From the records below, return every line containing the word "before".

[Saved data entries]
BEGIN

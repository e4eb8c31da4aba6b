use std::time::{Duration, Instant};

use switchboard_catalog::RateLimitConfig;
use switchboard_core::Deadline;
use tokio::sync::Mutex;

use crate::error::RateLimitError;

/// Mutable bucket state, guarded by the bucket mutex
#[derive(Debug)]
struct BucketState {
    /// Fractional token count, clamped to capacity
    tokens: f64,
    last_refill: Instant,
}

/// Classical token bucket for one model
///
/// Refill rate is `max_requests / per_seconds` tokens per second; capacity
/// is `burst_size` (or `max_requests`). Refill-then-deduct runs atomically
/// under the mutex, so concurrent acquires are served first-come-first-
/// served at the lock.
#[derive(Debug)]
pub struct TokenBucket {
    config: RateLimitConfig,
    state: Mutex<BucketState>,
}

impl TokenBucket {
    /// New bucket, starting full
    pub fn new(config: RateLimitConfig) -> Self {
        Self {
            config,
            state: Mutex::new(BucketState {
                tokens: f64::from(config.capacity()),
                last_refill: Instant::now(),
            }),
        }
    }

    /// Configuration this bucket was built from
    pub fn config(&self) -> RateLimitConfig {
        self.config
    }

    /// Take `n` tokens, waiting at most until `deadline`
    ///
    /// A rejected acquire leaves the bucket untouched. After one sleep the
    /// acquire is retried once; if another caller drained the refill in
    /// the meantime the call fails rather than queueing indefinitely.
    pub async fn acquire(&self, n: u32, deadline: Deadline) -> Result<(), RateLimitError> {
        let mut slept = false;
        loop {
            let wait = {
                let mut state = self.state.lock().await;
                self.refill(&mut state);

                let needed = f64::from(n);
                if state.tokens >= needed {
                    state.tokens -= needed;
                    return Ok(());
                }

                let deficit = needed - state.tokens;
                Duration::from_secs_f64(deficit / self.config.refill_rate())
            };

            let retry_after = wait.as_secs().max(1);
            if slept || wait > deadline.remaining() {
                return Err(RateLimitError::Exceeded { retry_after });
            }

            tokio::time::sleep(wait).await;
            slept = true;
        }
    }

    /// Tokens currently available (after a refill), for observability
    pub async fn available(&self) -> f64 {
        let mut state = self.state.lock().await;
        self.refill(&mut state);
        state.tokens
    }

    fn refill(&self, state: &mut BucketState) {
        let now = Instant::now();
        let elapsed = now.duration_since(state.last_refill);
        state.last_refill = now;

        let refill = elapsed.as_secs_f64() * self.config.refill_rate();
        if refill > 0.0 {
            state.tokens = (state.tokens + refill).min(f64::from(self.config.capacity()));
        }
    }
}

#[cfg(test)]
mod tests {
    use super::*;

    fn config(max_requests: u32, per_seconds: u32, burst: Option<u32>) -> RateLimitConfig {
        RateLimitConfig {
            max_requests,
            per_seconds,
            burst_size: burst,
        }
    }

    fn tight_deadline() -> Deadline {
        Deadline::after(Duration::from_millis(50))
    }

    #[tokio::test]
    async fn burst_is_granted_immediately() {
        let bucket = TokenBucket::new(config(3, 60, None));
        for _ in 0..3 {
            bucket.acquire(1, tight_deadline()).await.unwrap();
        }
        let err = bucket.acquire(1, tight_deadline()).await.unwrap_err();
        let RateLimitError::Exceeded { retry_after } = err;
        assert!(retry_after >= 1);
    }

    #[tokio::test]
    async fn rejected_acquires_do_not_deduct() {
        let bucket = TokenBucket::new(config(1, 60, None));
        bucket.acquire(1, tight_deadline()).await.unwrap();

        let before = bucket.available().await;
        let _ = bucket.acquire(1, tight_deadline()).await.unwrap_err();
        let after = bucket.available().await;

        // Only the elapsed-time refill may differ
        assert!((after - before).abs() < 0.01, "rejection must not consume tokens");
    }

    #[tokio::test]
    async fn waits_within_deadline_then_succeeds() {
        // 20 requests/second: deficit of one token refills in 50ms
        let bucket = TokenBucket::new(config(20, 1, None));
        bucket.acquire(20, Deadline::after(Duration::from_secs(1))).await.unwrap();

        let start = Instant::now();
        bucket.acquire(1, Deadline::after(Duration::from_secs(1))).await.unwrap();
        assert!(start.elapsed() >= Duration::from_millis(30));
    }

    #[tokio::test]
    async fn burst_size_raises_capacity() {
        let bucket = TokenBucket::new(config(1, 60, Some(5)));
        for _ in 0..5 {
            bucket.acquire(1, tight_deadline()).await.unwrap();
        }
        assert!(bucket.acquire(1, tight_deadline()).await.is_err());
    }

    #[tokio::test]
    async fn conservation_over_window() {
        // Window of 200ms at 5 req/s: at most burst (2) + refilled (~1)
        let bucket = TokenBucket::new(config(5, 1, Some(2)));
        let mut granted = 0u32;
        let until = Instant::now() + Duration::from_millis(200);
        while Instant::now() < until {
            if bucket.acquire(1, Deadline::after(Duration::ZERO)).await.is_ok() {
                granted += 1;
            }
            tokio::time::sleep(Duration::from_millis(5)).await;
        }
        assert!(granted <= 4, "granted {granted} tokens over a 200ms window");
    }
}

END

Finished exercise:
        let before = bucket.available().await;
        assert!((after - before).abs() < 0.01, "rejection must not consume tokens");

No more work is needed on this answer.